• _Problem requirements_:
Reproduce every entry exactly as given.

• _Supplied material_:
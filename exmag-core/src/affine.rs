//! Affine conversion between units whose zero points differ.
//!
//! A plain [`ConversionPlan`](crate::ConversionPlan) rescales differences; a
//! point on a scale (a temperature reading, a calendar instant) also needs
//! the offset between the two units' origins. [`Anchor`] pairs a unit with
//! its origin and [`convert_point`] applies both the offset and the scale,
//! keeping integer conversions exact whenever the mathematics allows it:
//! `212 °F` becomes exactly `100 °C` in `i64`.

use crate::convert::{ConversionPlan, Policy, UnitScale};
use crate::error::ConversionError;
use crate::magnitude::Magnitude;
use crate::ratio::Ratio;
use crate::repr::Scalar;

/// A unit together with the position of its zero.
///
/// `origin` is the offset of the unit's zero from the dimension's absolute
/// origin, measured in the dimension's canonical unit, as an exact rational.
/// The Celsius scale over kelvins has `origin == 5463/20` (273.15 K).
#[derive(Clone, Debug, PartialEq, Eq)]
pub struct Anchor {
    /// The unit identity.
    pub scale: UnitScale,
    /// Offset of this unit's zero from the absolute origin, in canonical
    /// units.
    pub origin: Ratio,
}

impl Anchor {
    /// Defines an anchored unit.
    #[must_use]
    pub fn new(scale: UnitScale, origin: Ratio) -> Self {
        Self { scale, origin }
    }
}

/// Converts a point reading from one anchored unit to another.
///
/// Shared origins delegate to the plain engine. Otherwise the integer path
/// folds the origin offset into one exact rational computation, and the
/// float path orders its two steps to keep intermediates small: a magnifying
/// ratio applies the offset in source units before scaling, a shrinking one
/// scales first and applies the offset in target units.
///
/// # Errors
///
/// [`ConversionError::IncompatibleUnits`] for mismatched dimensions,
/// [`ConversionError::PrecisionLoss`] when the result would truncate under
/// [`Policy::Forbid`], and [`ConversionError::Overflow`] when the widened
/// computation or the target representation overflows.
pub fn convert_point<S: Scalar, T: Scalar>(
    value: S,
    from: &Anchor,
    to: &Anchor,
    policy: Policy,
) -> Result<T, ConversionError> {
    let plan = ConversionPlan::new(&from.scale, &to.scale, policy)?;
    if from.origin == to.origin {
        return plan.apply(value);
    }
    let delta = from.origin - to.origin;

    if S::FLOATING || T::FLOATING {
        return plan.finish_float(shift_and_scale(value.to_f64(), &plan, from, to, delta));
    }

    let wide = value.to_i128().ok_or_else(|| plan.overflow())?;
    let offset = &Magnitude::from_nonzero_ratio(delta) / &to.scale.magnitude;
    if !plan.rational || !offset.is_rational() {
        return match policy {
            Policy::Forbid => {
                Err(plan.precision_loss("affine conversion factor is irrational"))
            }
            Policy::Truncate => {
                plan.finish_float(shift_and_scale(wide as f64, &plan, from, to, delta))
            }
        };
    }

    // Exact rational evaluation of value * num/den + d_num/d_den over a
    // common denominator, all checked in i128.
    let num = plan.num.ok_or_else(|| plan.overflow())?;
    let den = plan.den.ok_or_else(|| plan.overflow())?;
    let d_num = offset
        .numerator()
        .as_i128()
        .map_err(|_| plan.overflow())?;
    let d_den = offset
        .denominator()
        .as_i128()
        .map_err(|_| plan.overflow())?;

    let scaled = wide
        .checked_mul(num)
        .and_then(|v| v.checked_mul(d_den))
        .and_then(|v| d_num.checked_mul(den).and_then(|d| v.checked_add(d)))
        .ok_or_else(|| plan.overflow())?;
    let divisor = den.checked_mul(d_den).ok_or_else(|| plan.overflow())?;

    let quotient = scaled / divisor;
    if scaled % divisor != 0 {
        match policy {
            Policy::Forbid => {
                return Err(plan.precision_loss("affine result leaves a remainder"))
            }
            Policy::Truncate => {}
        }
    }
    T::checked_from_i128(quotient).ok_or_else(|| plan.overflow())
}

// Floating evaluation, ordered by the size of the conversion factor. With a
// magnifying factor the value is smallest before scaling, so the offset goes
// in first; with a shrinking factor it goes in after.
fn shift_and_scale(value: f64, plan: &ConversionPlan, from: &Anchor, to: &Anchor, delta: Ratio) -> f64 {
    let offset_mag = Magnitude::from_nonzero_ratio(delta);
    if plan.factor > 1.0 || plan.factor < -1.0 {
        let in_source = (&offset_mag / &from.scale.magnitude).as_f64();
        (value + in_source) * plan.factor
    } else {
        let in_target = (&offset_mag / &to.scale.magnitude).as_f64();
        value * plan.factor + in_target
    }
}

• _Solution to the exercise_:
filename exmag-core/src/affine.rs
//! Affine conversion between units whose zero points differ.
//!
//! A plain [`ConversionPlan`](crate::ConversionPlan) rescales differences; a
//! point on a scale (a temperature reading, a calendar instant) also needs
//! the offset between the two units' origins. [`Anchor`] pairs a unit with
//! its origin and [`convert_point`] applies both the offset and the scale,
//! keeping integer conversions exact whenever the mathematics allows it:
//! `212 °F` becomes exactly `100 °C` in `i64`.

use crate::convert::{ConversionPlan, Policy, UnitScale};
use crate::error::ConversionError;
use crate::magnitude::Magnitude;
use crate::ratio::Ratio;
use crate::repr::Scalar;

/// A unit together with the position of its zero.
///
/// `origin` is the offset of the unit's zero from the dimension's absolute
/// origin, measured in the dimension's canonical unit, as an exact rational.
/// The Celsius scale over kelvins has `origin == 5463/20` (273.15 K).
#[derive(Clone, Debug, PartialEq, Eq)]
pub struct Anchor {
    /// The unit identity.
    pub scale: UnitScale,
    /// Offset of this unit's zero from the absolute origin, in canonical
    /// units.
    pub origin: Ratio,
}

impl Anchor {
    /// Defines an anchored unit.
    #[must_use]
    pub fn new(scale: UnitScale, origin: Ratio) -> Self {
        Self { scale, origin }
    }
}

/// Converts a point reading from one anchored unit to another.
///
/// Shared origins delegate to the plain engine. Otherwise the integer path
/// folds the origin offset into one exact rational computation, and the
/// float path orders its two steps to keep intermediates small: a magnifying
/// ratio applies the offset in source units before scaling, a shrinking one
/// scales first and applies the offset in target units.
///
/// # Errors
///
/// [`ConversionError::IncompatibleUnits`] for mismatched dimensions,
/// [`ConversionError::PrecisionLoss`] when the result would truncate under
/// [`Policy::Forbid`], and [`ConversionError::Overflow`] when the widened
/// computation or the target representation overflows.
pub fn convert_point<S: Scalar, T: Scalar>(
    value: S,
    from: &Anchor,
    to: &Anchor,
    policy: Policy,
) -> Result<T, ConversionError> {
    let plan = ConversionPlan::new(&from.scale, &to.scale, policy)?;
    if from.origin == to.origin {
        return plan.apply(value);
    }
    let delta = from.origin - to.origin;

    if S::FLOATING || T::FLOATING {
        return plan.finish_float(shift_and_scale(value.to_f64(), &plan, from, to, delta));
    }

    let wide = value.to_i128().ok_or_else(|| plan.overflow())?;
    let offset = &Magnitude::from_nonzero_ratio(delta) / &to.scale.magnitude;
    if !plan.rational || !offset.is_rational() {
        return match policy {
            Policy::Forbid => {
                Err(plan.precision_loss("affine conversion factor is irrational"))
            }
            Policy::Truncate => {
                plan.finish_float(shift_and_scale(wide as f64, &plan, from, to, delta))
            }
        };
    }

    // Exact rational evaluation of value * num/den + d_num/d_den over a
    // common denominator, all checked in i128.
    let num = plan.num.ok_or_else(|| plan.overflow())?;
    let den = plan.den.ok_or_else(|| plan.overflow())?;
    let d_num = offset
        .numerator()
        .as_i128()
        .map_err(|_| plan.overflow())?;
    let d_den = offset
        .denominator()
        .as_i128()
        .map_err(|_| plan.overflow())?;

    let scaled = wide
        .checked_mul(num)
        .and_then(|v| v.checked_mul(d_den))
        .and_then(|v| d_num.checked_mul(den).and_then(|d| v.checked_add(d)))
        .ok_or_else(|| plan.overflow())?;
    let divisor = den.checked_mul(d_den).ok_or_else(|| plan.overflow())?;

    let quotient = scaled / divisor;
    if scaled % divisor != 0 {
        match policy {
            Policy::Forbid => {
                return Err(plan.precision_loss("affine result leaves a remainder"))
            }
            Policy::Truncate => {}
        }
    }
    T::checked_from_i128(quotient).ok_or_else(|| plan.overflow())
}

// Floating evaluation, ordered by the size of the conversion factor. With a
// magnifying factor the value is smallest before scaling, so the offset goes
// in first; with a shrinking factor it goes in after.
fn shift_and_scale(value: f64, plan: &ConversionPlan, from: &Anchor, to: &Anchor, delta: Ratio) -> f64 {
    let offset_mag = Magnitude::from_nonzero_ratio(delta);
    if plan.factor > 1.0 || plan.factor < -1.0 {
        let in_source = (&offset_mag / &from.scale.magnitude).as_f64();
        (value + in_source) * plan.factor
    } else {
        let in_target = (&offset_mag / &to.scale.magnitude).as_f64();
        value * plan.factor + in_target
    }
}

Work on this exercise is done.